* TASK PROMPT
Give the number of lines in the records below that include the word "months", and add nothing to it.

* PROVIDED RECORDS
"""

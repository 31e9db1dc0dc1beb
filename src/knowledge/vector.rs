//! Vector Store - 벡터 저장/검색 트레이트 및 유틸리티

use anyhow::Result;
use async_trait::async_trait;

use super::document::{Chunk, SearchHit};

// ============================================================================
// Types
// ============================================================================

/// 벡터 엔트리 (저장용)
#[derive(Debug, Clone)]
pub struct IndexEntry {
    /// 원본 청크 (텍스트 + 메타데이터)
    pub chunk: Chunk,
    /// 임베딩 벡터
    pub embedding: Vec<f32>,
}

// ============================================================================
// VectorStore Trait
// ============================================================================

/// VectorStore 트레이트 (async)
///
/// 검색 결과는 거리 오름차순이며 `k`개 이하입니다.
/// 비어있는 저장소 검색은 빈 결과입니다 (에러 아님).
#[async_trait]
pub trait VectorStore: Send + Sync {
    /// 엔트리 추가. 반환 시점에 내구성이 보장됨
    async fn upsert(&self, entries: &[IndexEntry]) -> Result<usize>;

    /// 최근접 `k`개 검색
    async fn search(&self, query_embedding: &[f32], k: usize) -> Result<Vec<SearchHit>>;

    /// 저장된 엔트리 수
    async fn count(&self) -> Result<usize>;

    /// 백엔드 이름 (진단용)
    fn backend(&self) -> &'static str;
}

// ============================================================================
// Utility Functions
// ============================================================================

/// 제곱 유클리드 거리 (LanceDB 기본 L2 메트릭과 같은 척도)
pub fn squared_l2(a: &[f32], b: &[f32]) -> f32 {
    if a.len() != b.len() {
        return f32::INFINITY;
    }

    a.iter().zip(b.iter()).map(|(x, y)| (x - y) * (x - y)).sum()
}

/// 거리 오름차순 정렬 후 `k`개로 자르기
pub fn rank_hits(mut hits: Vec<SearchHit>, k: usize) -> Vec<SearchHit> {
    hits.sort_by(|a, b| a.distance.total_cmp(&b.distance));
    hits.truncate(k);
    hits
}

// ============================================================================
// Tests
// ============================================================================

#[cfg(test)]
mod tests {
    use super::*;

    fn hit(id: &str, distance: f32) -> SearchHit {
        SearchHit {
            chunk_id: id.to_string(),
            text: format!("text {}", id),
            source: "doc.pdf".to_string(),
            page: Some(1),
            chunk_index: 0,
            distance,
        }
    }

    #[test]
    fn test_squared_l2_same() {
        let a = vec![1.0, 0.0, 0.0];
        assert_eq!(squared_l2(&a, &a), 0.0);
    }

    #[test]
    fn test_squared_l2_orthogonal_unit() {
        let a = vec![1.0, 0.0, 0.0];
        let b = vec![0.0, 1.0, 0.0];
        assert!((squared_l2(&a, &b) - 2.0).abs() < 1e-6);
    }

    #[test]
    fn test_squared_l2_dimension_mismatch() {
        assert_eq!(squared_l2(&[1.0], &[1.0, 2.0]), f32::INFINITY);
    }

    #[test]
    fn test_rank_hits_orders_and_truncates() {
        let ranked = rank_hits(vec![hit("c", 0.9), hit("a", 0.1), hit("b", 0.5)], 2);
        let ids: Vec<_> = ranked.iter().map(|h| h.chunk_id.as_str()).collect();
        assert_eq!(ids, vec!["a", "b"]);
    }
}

"""
"""

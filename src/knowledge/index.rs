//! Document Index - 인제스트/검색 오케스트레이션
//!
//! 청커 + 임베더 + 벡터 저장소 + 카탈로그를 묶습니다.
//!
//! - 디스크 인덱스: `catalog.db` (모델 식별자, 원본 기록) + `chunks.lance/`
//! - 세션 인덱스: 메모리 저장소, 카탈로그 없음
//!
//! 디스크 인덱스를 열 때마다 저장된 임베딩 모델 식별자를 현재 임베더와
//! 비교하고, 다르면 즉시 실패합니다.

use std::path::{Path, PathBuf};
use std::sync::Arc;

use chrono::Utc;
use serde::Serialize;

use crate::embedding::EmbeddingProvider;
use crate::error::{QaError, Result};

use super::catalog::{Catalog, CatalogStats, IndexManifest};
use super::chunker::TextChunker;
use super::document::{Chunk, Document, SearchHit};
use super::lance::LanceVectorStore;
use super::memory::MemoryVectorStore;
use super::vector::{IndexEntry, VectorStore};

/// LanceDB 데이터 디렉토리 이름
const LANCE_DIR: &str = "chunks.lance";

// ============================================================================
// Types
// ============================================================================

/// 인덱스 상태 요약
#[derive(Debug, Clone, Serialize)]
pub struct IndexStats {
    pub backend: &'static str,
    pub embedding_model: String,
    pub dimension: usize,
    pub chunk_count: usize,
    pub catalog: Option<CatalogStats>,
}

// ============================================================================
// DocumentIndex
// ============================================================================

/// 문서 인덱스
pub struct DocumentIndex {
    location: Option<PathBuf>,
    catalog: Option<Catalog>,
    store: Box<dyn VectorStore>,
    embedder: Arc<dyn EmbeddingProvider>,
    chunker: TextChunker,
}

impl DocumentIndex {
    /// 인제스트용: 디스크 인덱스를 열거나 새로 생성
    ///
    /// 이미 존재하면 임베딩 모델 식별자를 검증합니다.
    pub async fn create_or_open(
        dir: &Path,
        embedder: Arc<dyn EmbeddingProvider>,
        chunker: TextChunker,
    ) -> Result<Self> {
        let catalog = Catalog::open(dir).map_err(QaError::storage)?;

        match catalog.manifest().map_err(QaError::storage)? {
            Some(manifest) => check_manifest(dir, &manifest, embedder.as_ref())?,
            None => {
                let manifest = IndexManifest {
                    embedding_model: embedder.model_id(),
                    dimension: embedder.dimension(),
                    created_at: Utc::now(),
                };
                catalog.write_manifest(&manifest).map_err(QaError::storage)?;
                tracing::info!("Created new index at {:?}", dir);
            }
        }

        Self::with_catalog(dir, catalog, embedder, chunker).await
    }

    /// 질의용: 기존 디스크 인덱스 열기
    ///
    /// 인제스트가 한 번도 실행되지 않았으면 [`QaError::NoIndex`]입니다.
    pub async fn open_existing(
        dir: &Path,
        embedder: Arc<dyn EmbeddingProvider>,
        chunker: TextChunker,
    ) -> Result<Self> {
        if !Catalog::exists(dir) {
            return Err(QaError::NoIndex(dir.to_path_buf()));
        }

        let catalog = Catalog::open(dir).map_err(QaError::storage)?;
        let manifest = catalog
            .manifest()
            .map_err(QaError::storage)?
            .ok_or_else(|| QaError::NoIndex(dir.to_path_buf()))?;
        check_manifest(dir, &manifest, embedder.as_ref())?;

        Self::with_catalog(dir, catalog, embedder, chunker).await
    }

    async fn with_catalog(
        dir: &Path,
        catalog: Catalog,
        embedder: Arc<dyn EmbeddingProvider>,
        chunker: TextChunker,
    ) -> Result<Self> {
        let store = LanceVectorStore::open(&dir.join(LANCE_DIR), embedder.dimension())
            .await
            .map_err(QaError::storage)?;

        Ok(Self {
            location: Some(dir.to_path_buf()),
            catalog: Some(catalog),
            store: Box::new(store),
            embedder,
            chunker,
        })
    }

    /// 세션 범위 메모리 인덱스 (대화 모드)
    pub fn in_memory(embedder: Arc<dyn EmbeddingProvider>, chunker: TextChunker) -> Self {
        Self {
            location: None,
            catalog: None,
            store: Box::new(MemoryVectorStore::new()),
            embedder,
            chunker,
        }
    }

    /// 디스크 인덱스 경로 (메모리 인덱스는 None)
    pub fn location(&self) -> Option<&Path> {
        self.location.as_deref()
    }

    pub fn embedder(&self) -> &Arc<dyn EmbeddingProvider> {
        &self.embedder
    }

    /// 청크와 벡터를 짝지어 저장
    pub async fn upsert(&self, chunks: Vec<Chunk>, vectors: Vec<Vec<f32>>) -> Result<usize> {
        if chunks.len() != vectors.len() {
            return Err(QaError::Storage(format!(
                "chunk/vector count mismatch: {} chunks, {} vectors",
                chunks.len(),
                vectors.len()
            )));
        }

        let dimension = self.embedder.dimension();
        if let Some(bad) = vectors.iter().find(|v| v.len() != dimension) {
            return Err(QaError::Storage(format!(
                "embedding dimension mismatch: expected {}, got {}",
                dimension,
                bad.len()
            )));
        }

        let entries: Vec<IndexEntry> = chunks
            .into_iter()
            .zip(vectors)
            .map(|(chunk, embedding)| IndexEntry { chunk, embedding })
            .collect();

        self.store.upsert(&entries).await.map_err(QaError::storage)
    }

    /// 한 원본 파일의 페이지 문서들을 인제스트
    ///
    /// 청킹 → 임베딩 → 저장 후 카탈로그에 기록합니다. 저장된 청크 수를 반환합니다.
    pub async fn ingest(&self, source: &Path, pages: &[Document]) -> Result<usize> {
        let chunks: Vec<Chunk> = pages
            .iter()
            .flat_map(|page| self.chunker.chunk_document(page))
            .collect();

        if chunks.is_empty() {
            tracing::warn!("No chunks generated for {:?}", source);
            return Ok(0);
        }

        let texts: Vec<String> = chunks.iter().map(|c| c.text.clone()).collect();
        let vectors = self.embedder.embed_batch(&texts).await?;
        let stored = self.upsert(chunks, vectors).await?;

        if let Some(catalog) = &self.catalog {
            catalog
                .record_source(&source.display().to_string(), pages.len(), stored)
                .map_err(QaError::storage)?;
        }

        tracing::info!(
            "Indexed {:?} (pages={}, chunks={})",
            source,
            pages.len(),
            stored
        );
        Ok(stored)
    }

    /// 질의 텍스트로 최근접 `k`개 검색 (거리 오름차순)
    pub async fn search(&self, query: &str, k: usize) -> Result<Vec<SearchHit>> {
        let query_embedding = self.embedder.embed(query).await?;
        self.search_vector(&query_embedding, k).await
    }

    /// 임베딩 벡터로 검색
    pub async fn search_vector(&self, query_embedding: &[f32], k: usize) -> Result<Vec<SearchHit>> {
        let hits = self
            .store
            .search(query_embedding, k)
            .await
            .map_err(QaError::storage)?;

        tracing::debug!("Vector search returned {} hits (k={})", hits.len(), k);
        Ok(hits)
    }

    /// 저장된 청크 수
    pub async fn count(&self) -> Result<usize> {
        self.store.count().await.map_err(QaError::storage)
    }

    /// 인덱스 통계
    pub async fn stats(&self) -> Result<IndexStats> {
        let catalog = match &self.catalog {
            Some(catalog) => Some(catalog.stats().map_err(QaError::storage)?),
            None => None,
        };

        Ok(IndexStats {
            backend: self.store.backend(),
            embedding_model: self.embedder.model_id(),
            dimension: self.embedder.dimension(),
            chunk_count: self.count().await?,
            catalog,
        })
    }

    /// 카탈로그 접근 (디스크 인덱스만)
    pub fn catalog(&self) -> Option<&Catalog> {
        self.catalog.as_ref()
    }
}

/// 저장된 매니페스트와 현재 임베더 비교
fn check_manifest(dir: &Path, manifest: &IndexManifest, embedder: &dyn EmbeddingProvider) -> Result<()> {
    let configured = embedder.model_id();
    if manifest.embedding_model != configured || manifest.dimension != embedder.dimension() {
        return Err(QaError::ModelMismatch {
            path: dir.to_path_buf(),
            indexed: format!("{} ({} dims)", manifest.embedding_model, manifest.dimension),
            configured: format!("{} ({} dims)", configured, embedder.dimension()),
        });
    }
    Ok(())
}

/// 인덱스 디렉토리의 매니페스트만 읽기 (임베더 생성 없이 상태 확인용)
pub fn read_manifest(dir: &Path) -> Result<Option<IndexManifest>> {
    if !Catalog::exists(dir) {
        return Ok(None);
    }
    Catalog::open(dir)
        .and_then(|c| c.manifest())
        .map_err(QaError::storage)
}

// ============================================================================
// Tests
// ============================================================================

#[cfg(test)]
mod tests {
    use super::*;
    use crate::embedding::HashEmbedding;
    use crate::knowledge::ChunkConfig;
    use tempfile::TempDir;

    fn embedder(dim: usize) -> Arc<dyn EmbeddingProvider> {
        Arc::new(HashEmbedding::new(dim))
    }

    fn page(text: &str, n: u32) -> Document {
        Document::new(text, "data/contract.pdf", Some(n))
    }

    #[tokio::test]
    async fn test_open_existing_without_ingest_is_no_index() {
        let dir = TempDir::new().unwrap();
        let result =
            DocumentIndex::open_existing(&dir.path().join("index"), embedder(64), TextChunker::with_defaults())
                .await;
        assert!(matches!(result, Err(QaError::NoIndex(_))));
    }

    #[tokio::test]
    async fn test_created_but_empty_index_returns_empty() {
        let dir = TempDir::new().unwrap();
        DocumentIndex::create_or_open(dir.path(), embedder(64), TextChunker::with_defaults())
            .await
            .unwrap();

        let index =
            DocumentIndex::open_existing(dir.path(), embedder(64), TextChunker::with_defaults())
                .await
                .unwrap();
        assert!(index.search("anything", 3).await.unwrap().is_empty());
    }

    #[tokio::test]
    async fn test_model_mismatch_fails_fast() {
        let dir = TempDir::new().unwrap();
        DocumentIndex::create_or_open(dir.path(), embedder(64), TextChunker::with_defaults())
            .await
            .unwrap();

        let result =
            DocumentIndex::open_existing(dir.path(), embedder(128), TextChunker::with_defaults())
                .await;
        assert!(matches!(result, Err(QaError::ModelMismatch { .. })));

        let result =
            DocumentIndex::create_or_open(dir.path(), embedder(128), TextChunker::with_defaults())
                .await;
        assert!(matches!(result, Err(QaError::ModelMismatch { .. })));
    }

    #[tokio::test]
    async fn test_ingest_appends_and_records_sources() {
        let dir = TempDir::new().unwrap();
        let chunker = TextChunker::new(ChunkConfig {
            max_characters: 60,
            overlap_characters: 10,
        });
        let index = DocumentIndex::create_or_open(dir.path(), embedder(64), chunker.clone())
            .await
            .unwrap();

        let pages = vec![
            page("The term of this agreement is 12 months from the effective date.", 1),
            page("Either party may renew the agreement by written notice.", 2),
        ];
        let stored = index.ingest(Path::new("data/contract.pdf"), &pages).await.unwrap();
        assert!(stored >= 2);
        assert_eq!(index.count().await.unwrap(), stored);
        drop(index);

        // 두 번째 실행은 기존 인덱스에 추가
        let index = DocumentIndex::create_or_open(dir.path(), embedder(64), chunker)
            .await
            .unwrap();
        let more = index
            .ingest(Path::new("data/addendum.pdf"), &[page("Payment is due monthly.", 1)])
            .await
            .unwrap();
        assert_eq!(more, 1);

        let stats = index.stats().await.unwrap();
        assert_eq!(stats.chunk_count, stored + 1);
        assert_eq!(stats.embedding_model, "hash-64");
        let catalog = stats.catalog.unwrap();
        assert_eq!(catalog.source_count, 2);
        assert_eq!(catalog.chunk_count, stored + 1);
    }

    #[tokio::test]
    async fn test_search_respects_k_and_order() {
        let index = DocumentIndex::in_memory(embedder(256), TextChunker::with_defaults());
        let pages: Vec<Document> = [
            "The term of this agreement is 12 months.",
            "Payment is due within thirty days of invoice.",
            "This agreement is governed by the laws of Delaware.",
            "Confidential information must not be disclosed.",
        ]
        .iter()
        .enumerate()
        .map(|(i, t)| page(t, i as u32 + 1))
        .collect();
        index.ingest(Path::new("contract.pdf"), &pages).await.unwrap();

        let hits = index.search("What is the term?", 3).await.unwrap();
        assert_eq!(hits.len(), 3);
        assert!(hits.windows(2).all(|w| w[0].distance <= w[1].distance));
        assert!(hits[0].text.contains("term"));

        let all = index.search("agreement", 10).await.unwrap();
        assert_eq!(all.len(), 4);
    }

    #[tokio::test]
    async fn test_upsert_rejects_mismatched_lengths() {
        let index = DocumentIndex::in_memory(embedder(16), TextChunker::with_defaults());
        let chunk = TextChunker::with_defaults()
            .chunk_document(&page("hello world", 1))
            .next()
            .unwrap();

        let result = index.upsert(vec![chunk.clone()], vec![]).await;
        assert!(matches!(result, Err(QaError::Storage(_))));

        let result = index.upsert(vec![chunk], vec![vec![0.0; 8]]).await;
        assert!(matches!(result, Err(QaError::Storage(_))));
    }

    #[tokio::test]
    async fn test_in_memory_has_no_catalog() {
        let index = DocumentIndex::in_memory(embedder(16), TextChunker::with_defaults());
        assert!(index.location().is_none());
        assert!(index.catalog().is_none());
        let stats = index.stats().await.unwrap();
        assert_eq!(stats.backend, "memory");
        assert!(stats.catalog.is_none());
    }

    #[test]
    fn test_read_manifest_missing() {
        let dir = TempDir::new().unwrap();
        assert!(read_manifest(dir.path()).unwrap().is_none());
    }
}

"""

* WRITTEN SOLUTION
2